I am running both Pearson and Spearman correlations for a large dataset (approx. 7,000 sets of data), and am wondering whether there is a way to program the PROC CORR program to only run the analysis up to the first instance of "0" for each participant. All sets of data begin at a non-zero number and theoretically drop to zero. However, the point at which these sets of data reach zero differ between participants, so I can't simply delete or replace all columns following the first-occurring zero. For example, see the following three example sets of data (note that each cell indicates number of item purchased at that price):

		Price
		$1	$2	$3	$4	$5	$6	$7	$8	$9	$10
Participant	1	10	8	6	4	2	0	0	0	0	0
	2	25	25	25	20	18	15	10	0	0	0
	3	2	0	0	0	0	0	0	0	0	0

Notice that as price goes up, the instances of the observed purchase decrease. What I need for PROC CORR to execute is to read each set of observations, and only analyze observations through the first zero (for example, I highlighted these zeroes in the above set), but not consider any other zeroes after the first zero. This task needs to be executed for the basic Pearson PROC CORR and the SPEARMAN-enabled PROC CORR statement.

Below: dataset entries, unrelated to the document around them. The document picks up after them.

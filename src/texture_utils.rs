use crate::pixel_encodings::{decode_rgb555, BYTES_PER_PIXEL};
use crate::EndianCodecError;

type Result<T> = std::result::Result<T, EndianCodecError>;

pub const BLOCK_WIDTH: usize = 30;
pub const BLOCK_HEIGHT: usize = 24;
pub const BLOCK_PIXELS: usize = BLOCK_WIDTH * BLOCK_HEIGHT;
pub const BLOCK_BYTES: usize = BLOCK_PIXELS * BYTES_PER_PIXEL;

// Decoded tiles are stored block after block, each block row-major.
// A canvas places those blocks left to right, then top to bottom.
pub fn tiled_coordinate(offset: usize, x_limit: usize, y_limit: usize) -> Option<(usize, usize)> {
    let blocks_in_row = x_limit / BLOCK_WIDTH;
    if blocks_in_row == 0 {
        return None;
    }
    let point = offset / BYTES_PER_PIXEL;
    let line = point / BLOCK_WIDTH;
    let block = line / BLOCK_HEIGHT;
    let x = point % BLOCK_WIDTH + (block % blocks_in_row) * BLOCK_WIDTH;
    let y = line % BLOCK_HEIGHT + (block / blocks_in_row) * BLOCK_HEIGHT;
    if x < x_limit && y < y_limit {
        Some((x, y))
    } else {
        None
    }
}

pub fn tiled_offset(x: usize, y: usize, x_limit: usize) -> usize {
    let blocks_in_row = (x_limit / BLOCK_WIDTH).max(1);
    let block = (y / BLOCK_HEIGHT) * blocks_in_row + x / BLOCK_WIDTH;
    let line = block * BLOCK_HEIGHT + y % BLOCK_HEIGHT;
    (line * BLOCK_WIDTH + x % BLOCK_WIDTH) * BYTES_PER_PIXEL
}

/// Rearranges concatenated RGB555 tile data into a sequential RGBA canvas.
/// Pixels that map outside the canvas are dropped; uncovered pixels stay transparent.
pub fn block_to_sequential(
    draw_data: &[u8],
    texture_width: usize,
    texture_height: usize,
    alpha: u8,
) -> Result<Vec<u8>> {
    let decoded = decode_rgb555(draw_data, alpha)?;
    let mut sequential: Vec<u8> = vec![0; texture_width * texture_height * 4];
    for (index, rgba) in decoded.chunks_exact(4).enumerate() {
        let offset = index * BYTES_PER_PIXEL;
        if let Some((x, y)) = tiled_coordinate(offset, texture_width, texture_height) {
            let index_in_output = (y * texture_width + x) * 4;
            sequential[index_in_output..index_in_output + 4].copy_from_slice(rgba);
        }
    }
    Ok(sequential)
}
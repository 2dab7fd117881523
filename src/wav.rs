use byteorder::{BigEndian, LittleEndian, WriteBytesExt};

use crate::AudioError;

type Result<T> = std::result::Result<T, AudioError>;

pub const WAV_HEADER_SIZE: usize = 44;
// The legacy writer copied this byte rate from its template and never updated it.
const TEMPLATE_BYTE_RATE: u32 = 44_100;
const FMT_CHUNK_SIZE: u32 = 16;
const PCM_FORMAT: u16 = 1;

#[derive(Debug, Clone, Copy, PartialEq, Eq)]
pub struct WavFormat {
    pub channels: u8,
    pub bits_per_sample: u8,
    pub sample_rate: u16,
}

impl WavFormat {
    pub fn block_align(&self) -> u16 {
        (self.bits_per_sample as u16 / 8) * self.channels as u16
    }
}

/// Writes the 44 byte header the legacy tool emits. The sample rate (at 0x18) and
/// data length (at 0x28) are big endian, unlike the rest of the header.
pub fn write_header(format: &WavFormat, data_length: u32) -> Result<Vec<u8>> {
    let mut out = Vec::with_capacity(WAV_HEADER_SIZE);
    out.extend_from_slice(b"RIFF");
    out.write_u32::<LittleEndian>(data_length.wrapping_add(WAV_HEADER_SIZE as u32 - 8))?;
    out.extend_from_slice(b"WAVE");
    out.extend_from_slice(b"fmt ");
    out.write_u32::<LittleEndian>(FMT_CHUNK_SIZE)?;
    out.write_u16::<LittleEndian>(PCM_FORMAT)?;
    out.write_u16::<LittleEndian>(format.channels as u16)?;
    out.write_u16::<BigEndian>(format.sample_rate)?;
    out.write_u16::<LittleEndian>(0)?;
    out.write_u32::<LittleEndian>(TEMPLATE_BYTE_RATE)?;
    out.write_u16::<LittleEndian>(format.block_align())?;
    out.write_u16::<LittleEndian>(format.bits_per_sample as u16)?;
    out.extend_from_slice(b"data");
    out.write_u32::<BigEndian>(data_length)?;
    Ok(out)
}

pub fn write_wav(format: &WavFormat, data: &[u8]) -> Result<Vec<u8>> {
    let mut out = write_header(format, data.len() as u32)?;
    out.extend_from_slice(data);
    Ok(out)
}
/// Builds one slot of audio per frame: the start of the referenced clip, or silence.
pub fn build_timeline(container: &SpriteContainer, frame_duration_ms: u32) -> Result<Timeline> {
    if container.audio_clips.is_empty() {
        return Err(AudioError::NoClips);
    }
    if container.frame_parameters.is_empty() {
        return Err(AudioError::NoFrames);
    }

    let format = timeline_format(&container.audio_clips);
    let target = ConversionTarget::from(format);
    // Counted in interleaved samples, not sample frames.
    let frame_samples =
        (format.sample_rate as f64 * frame_duration_ms as f64 / 1000.0).round() as usize;

    let converted: Vec<Vec<i16>> = container
        .audio_clips
        .iter()
        .enumerate()
        .map(|(i, clip)| {
            convert_clip(clip, &target).unwrap_or_else(|e| {
                warn!("Clip {} could not be converted and plays as silence: {}", i, e);
                Vec::new()
            })
        })
        .collect();

    let mut samples: Vec<i16> = Vec::with_capacity(frame_samples * container.frame_count());
    for (frame_index, frame) in container.frame_parameters.iter().enumerate() {
        let start = samples.len();
        match frame.audio_clip() {
            Some(clip) if clip < converted.len() => {
                let source = &converted[clip];
                let take = source.len().min(frame_samples);
                samples.extend_from_slice(&source[..take]);
            }
            Some(clip) => warn!(
                "Frame {} references clip {} but only {} exist",
                frame_index,
                clip,
                converted.len()
            ),
            None => {}
        }
        samples.resize(start + frame_samples, 0);
    }

    let peak = samples.iter().map(|s| (*s as i32).abs()).max().unwrap_or(0);
    if peak > PEAK_LIMIT {
        let factor = PEAK_LIMIT as f64 / peak as f64;
        for sample in samples.iter_mut() {
            *sample = (*sample as f64 * factor) as i16;
        }
        info!("Normalized timeline peak {} by {:.3}", peak, factor);
    }

    Ok(Timeline {
        samples,
        format,
        frame_count: container.frame_count(),
    })
}

/// A single clip in the legacy WAV layout.
pub fn export_clip(container: &SpriteContainer, clip_index: usize) -> Result<Vec<u8>> {
    let clip = container
        .audio_clips
        .get(clip_index)
        .ok_or(AudioError::ClipIndexOutOfBounds(clip_index, container.audio_clips.len()))?;
    let format = WavFormat {
        channels: clip.channels,
        bits_per_sample: clip.bits_per_sample,
        sample_rate: clip.sample_rate,
    };
    write_wav(&format, clip.pcm())
}

/// The frame-ordered timeline in the legacy WAV layout.
pub fn export_timeline(
    container: &SpriteContainer,
    frame_duration_ms: u32,
) -> Result<(Vec<u8>, TimelineStats)> {
    let timeline = build_timeline(container, frame_duration_ms)?;
    let stats = timeline.stats();
    let wav = write_wav(&timeline.format, &timeline.to_pcm())?;
    info!(
        "Exported {} frames of audio ({:.2}s, {}ch {}bit {}Hz)",
        stats.total_frames, stats.total_duration, stats.channels, stats.bits, stats.sample_rate
    );
    Ok((wav, stats))
}

#[derive(Debug, Clone, PartialEq, Eq, Default)]
pub struct ClipUsage {
    pub count: usize,
    pub frames: Vec<usize>,
}

/// How often each valid clip is referenced, in order of first use.
pub fn audio_usage(container: &SpriteContainer) -> IndexMap<usize, ClipUsage> {
    let mut usage: IndexMap<usize, ClipUsage> = IndexMap::new();
    for (frame_index, frame) in container.frame_parameters.iter().enumerate() {
        if let Some(clip) = frame.audio_clip().filter(|c| *c < container.audio_clips.len()) {
            let entry = usage.entry(clip).or_default();
            entry.count += 1;
            entry.frames.push(frame_index);
        }
    }
    usage
}

#[derive(Debug, Clone, Copy, PartialEq, Eq)]
pub enum AudioCue {
    Silent,
    Clip(usize),
    Invalid(i16),
}

#[derive(Debug, Clone, Copy, PartialEq, Eq)]
pub struct AudioChange {
    pub frame: usize,
    /// `None` for the first frame.
    pub from: Option<AudioCue>,
    pub to: AudioCue,
}

pub fn audio_cue(container: &SpriteContainer, frame_index: usize) -> Option<AudioCue> {
    let frame = container.frame_parameters.get(frame_index)?;
    Some(match frame.audio_clip() {
        None => AudioCue::Silent,
        Some(clip) if clip < container.audio_clips.len() => AudioCue::Clip(clip),
        Some(_) => AudioCue::Invalid(frame.audio_index),
    })
}

/// Frames where the audio reference differs from the previous frame.
pub fn audio_changes(container: &SpriteContainer) -> Vec<AudioChange> {
    let mut changes = Vec::new();
    let mut current: Option<(i16, AudioCue)> = None;
    for (frame_index, frame) in container.frame_parameters.iter().enumerate() {
        let Some(cue) = audio_cue(container, frame_index) else {
            continue;
        };
        if current.map(|(index, _)| index) != Some(frame.audio_index) {
            changes.push(AudioChange {
                frame: frame_index,
                from: current.map(|(_, cue)| cue),
                to: cue,
            });
            current = Some((frame.audio_index, cue));
        }
    }
    changes
}

#[cfg(test)]
mod test {
    use super::*;
    use crate::utils::{frame, mono_clip, sample_container};

    fn target(sample_rate: u16, channels: u8) -> ConversionTarget {
        ConversionTarget {
            sample_rate,
            channels,
            bits_per_sample: 16,
            quality: ResampleQuality::Linear,
        }
    }

    fn clip(channels: u8, bits: u8, rate: u16, pcm: Vec<u8>) -> AudioClip {
        AudioClip {
            channels,
            bits_per_sample: bits,
            sample_rate: rate,
            data_length: pcm.len() as u32,
            payload: pcm,
        }
    }

    #[test]
    fn decodes_bit_depths() {
        let eight = clip(1, 8, 100, vec![0, 128, 255]);
        assert_eq!(vec![-32768, 0, 32512], convert_clip(&eight, &target(100, 1)).unwrap());

        let twenty_four = clip(1, 24, 100, vec![0x00, 0x34, 0x12, 0x00, 0x00, 0x80]);
        assert_eq!(vec![0x1234, -32768], convert_clip(&twenty_four, &target(100, 1)).unwrap());

        let thirty_two = clip(1, 32, 100, (-65536i32).to_le_bytes().to_vec());
        assert_eq!(vec![-1], convert_clip(&thirty_two, &target(100, 1)).unwrap());

        let twelve = clip(1, 12, 100, vec![0; 4]);
        assert!(matches!(
            convert_clip(&twelve, &target(100, 1)),
            Err(AudioError::UnsupportedBitDepth(12))
        ));
    }

    #[test]
    fn only_declared_bytes_are_decoded() {
        let mut c = mono_clip(100, &[5, 6, 7]);
        c.data_length = 4;
        assert_eq!(vec![5, 6], convert_clip(&c, &target(100, 1)).unwrap());
    }

    #[test]
    fn channel_conversion() {
        let stereo: Vec<u8> = [10i16, 21, -10, -21, 7]
            .iter()
            .flat_map(|s| s.to_le_bytes())
            .collect();
        let down = convert_clip(&clip(2, 16, 100, stereo), &target(100, 1)).unwrap();
        assert_eq!(vec![15, -15], down);

        let up = convert_clip(&mono_clip(100, &[1, -2]), &target(100, 2)).unwrap();
        assert_eq!(vec![1, 1, -2, -2], up);
    }

    #[test]
    fn linear_resampling() {
        // Four frames at 100 Hz become two at 50 Hz, spanning the whole clip.
        let down = convert_clip(&mono_clip(100, &[0, 100, 200, 300]), &target(50, 1)).unwrap();
        assert_eq!(vec![0, 300], down);

        // Upsampling interpolates and truncates: positions 0, 0.6, 1.2, 1.8, 2.4, 3.
        let up = convert_clip(&mono_clip(100, &[0, 10, 20, 31]), &target(150, 1)).unwrap();
        assert_eq!(vec![0, 6, 12, 18, 24, 31], up);
    }

    #[test]
    fn nearest_resampling_per_channel() {
        let stereo: Vec<u8> = [0i16, 100, 10, 110, 20, 120, 30, 130]
            .iter()
            .flat_map(|s| s.to_le_bytes())
            .collect();
        let mut t = target(50, 2);
        t.quality = ResampleQuality::Nearest;
        let out = convert_clip(&clip(2, 16, 100, stereo), &t).unwrap();
        assert_eq!(vec![0, 100, 30, 130], out);
    }

    #[test]
    fn zero_rate_skips_resampling() {
        let out = convert_clip(&mono_clip(0, &[1, 2, 3]), &target(22050, 1)).unwrap();
        assert_eq!(vec![1, 2, 3], out);
    }

    fn timeline_container() -> SpriteContainer {
        SpriteContainer {
            frame_parameters: vec![
                frame(0, vec![]),
                frame(-1, vec![]),
                frame(5, vec![]),
                frame(1, vec![]),
            ],
            audio_clips: vec![mono_clip(1000, &[1, 2, 3]), mono_clip(1000, &[9; 20])],
            ..Default::default()
        }
    }

    #[test]
    fn timeline_layout() {
        let timeline = build_timeline(&timeline_container(), 5).unwrap();
        assert_eq!(FALLBACK_FORMAT.channels, timeline.format.channels);
        assert_eq!(1000, timeline.format.sample_rate);
        let mut expected = vec![1, 2, 3, 0, 0];
        expected.extend([0; 5]);
        expected.extend([0; 5]);
        expected.extend([9; 5]);
        assert_eq!(expected, timeline.samples);

        let stats = timeline.stats();
        assert_eq!(4, stats.total_frames);
        assert!((stats.total_duration - 0.02).abs() < 1e-9);
        assert_eq!((1, 16, 1000), (stats.channels, stats.bits, stats.sample_rate));
    }

    #[test]
    fn stereo_timeline_frames_count_interleaved_samples() {
        let pcm: Vec<u8> = (1..=8i16).flat_map(|s| s.to_le_bytes()).collect();
        let container = SpriteContainer {
            frame_parameters: vec![frame(0, vec![]), frame(-1, vec![])],
            audio_clips: vec![clip(2, 16, 1000, pcm)],
            ..Default::default()
        };
        let timeline = build_timeline(&container, 5).unwrap();
        assert_eq!(2, timeline.format.channels);
        assert_eq!(vec![1, 2, 3, 4, 5, 0, 0, 0, 0, 0], timeline.samples);
        assert_eq!(20, timeline.to_pcm().len());
    }

    #[test]
    fn timeline_is_deterministic() {
        let container = sample_container();
        assert_eq!(
            build_timeline(&container, 100).unwrap(),
            build_timeline(&container, 100).unwrap()
        );
    }

    #[test]
    fn timeline_normalizes_loud_audio() {
        let container = SpriteContainer {
            frame_parameters: vec![frame(0, vec![])],
            audio_clips: vec![mono_clip(1000, &[32000, -16000, 100])],
            ..Default::default()
        };
        let timeline = build_timeline(&container, 3).unwrap();
        assert_eq!(vec![30000, -15000, 93], timeline.samples);
    }

    #[test]
    fn timeline_uses_first_complete_format() {
        let mut container = timeline_container();
        container.audio_clips.insert(0, clip(0, 16, 8000, vec![]));
        container.audio_clips.push(clip(2, 8, 1000, vec![128; 4]));
        container.audio_clips[1] = clip(2, 8, 2000, vec![128, 255, 0, 128]);
        let timeline = build_timeline(&container, 1).unwrap();
        assert_eq!(
            WavFormat {
                channels: 2,
                bits_per_sample: 8,
                sample_rate: 2000
            },
            timeline.format
        );
        // Frame 0 plays clip 0, which has no channels and decodes to nothing.
        assert_eq!(vec![0, 0, 0, 0], timeline.samples[0..4].to_vec());
        assert_eq!(vec![128; 4], timeline.to_pcm()[0..4].to_vec());
    }

    #[test]
    fn timeline_errors() {
        let mut container = timeline_container();
        container.frame_parameters.clear();
        assert!(matches!(build_timeline(&container, 100), Err(AudioError::NoFrames)));
        container.audio_clips.clear();
        assert!(matches!(build_timeline(&container, 100), Err(AudioError::NoClips)));
    }

    #[test]
    fn unsupported_clip_plays_as_silence() {
        let container = SpriteContainer {
            frame_parameters: vec![frame(1, vec![])],
            audio_clips: vec![mono_clip(1000, &[1]), clip(1, 12, 1000, vec![1; 6])],
            ..Default::default()
        };
        let timeline = build_timeline(&container, 2).unwrap();
        assert_eq!(vec![0, 0], timeline.samples);
    }

    #[test]
    fn export_clip_writes_legacy_header() {
        let container = sample_container();
        let wav = export_clip(&container, 0).unwrap();
        assert_eq!(44 + 8, wav.len());
        assert_eq!(22050, Endian::Big.read_u16_at(&wav, 0x18).unwrap());
        assert_eq!(8, Endian::Big.read_u32_at(&wav, 0x28).unwrap());
        assert_eq!(&container.audio_clips[0].payload[..], &wav[44..]);
        assert!(matches!(export_clip(&container, 1), Err(AudioError::ClipIndexOutOfBounds(1, 1))));
    }

    #[test]
    fn export_timeline_matches_stats() {
        let (wav, stats) = export_timeline(&timeline_container(), 5).unwrap();
        assert_eq!(4, stats.total_frames);
        assert_eq!(40, Endian::Big.read_u32_at(&wav, 0x28).unwrap());
        assert_eq!(44 + 40, wav.len());
        assert_eq!(&[1, 0, 2, 0, 3, 0], &wav[44..50]);
    }

    #[test]
    fn usage_statistics() {
        let mut container = timeline_container();
        container.frame_parameters.push(frame(0, vec![]));
        let usage = audio_usage(&container);
        assert_eq!(vec![0, 1], usage.keys().copied().collect::<Vec<_>>());
        assert_eq!(
            ClipUsage {
                count: 2,
                frames: vec![0, 4]
            },
            usage[&0]
        );
        assert_eq!(1, usage[&1].count);
    }

    #[test]
    fn sequence_changes() {
        let mut container = timeline_container();
        container.frame_parameters.push(frame(1, vec![]));
        let changes = audio_changes(&container);
        assert_eq!(
            vec![
                AudioChange {
                    frame: 0,
                    from: None,
                    to: AudioCue::Clip(0)
                },
                AudioChange {
                    frame: 1,
                    from: Some(AudioCue::Clip(0)),
                    to: AudioCue::Silent
                },
                AudioChange {
                    frame: 2,
                    from: Some(AudioCue::Silent),
                    to: AudioCue::Invalid(5)
                },
                AudioChange {
                    frame: 3,
                    from: Some(AudioCue::Invalid(5)),
                    to: AudioCue::Clip(1)
                },
            ],
            changes
        );
        assert_eq!(Some(AudioCue::Clip(1)), audio_cue(&container, 4));
        assert_eq!(None, audio_cue(&container, 5));
    }

    #[test]
    fn clip_duration_from_container() {
        let container = sample_container();
        let seconds = container.audio_clips[0].duration_secs();
        assert!((seconds - 4.0 / 22050.0).abs() < 1e-12);
    }
}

Theoretically, I could simply work through the code and delete (or replace) all zeroes after the first-occurring zero, but it would be difficult to do so for 7,000 sets of observations, and I believe that SAS is capable of executing this task.

I had previously used an ARRAY function to replace all instances of zero with "." to mark them as missing. However, the analysis requires that the first-occuring zero be considered as a component of the function, and the ARRAY function I was using would delete the first-occuring zero.

Any advice? Many thanks for your time!

Ksharp · Posted 05-11-2016 01:50 AM

Which two variables are you going to use to calculate Correlation coefficience ? two participant ? or two Price ?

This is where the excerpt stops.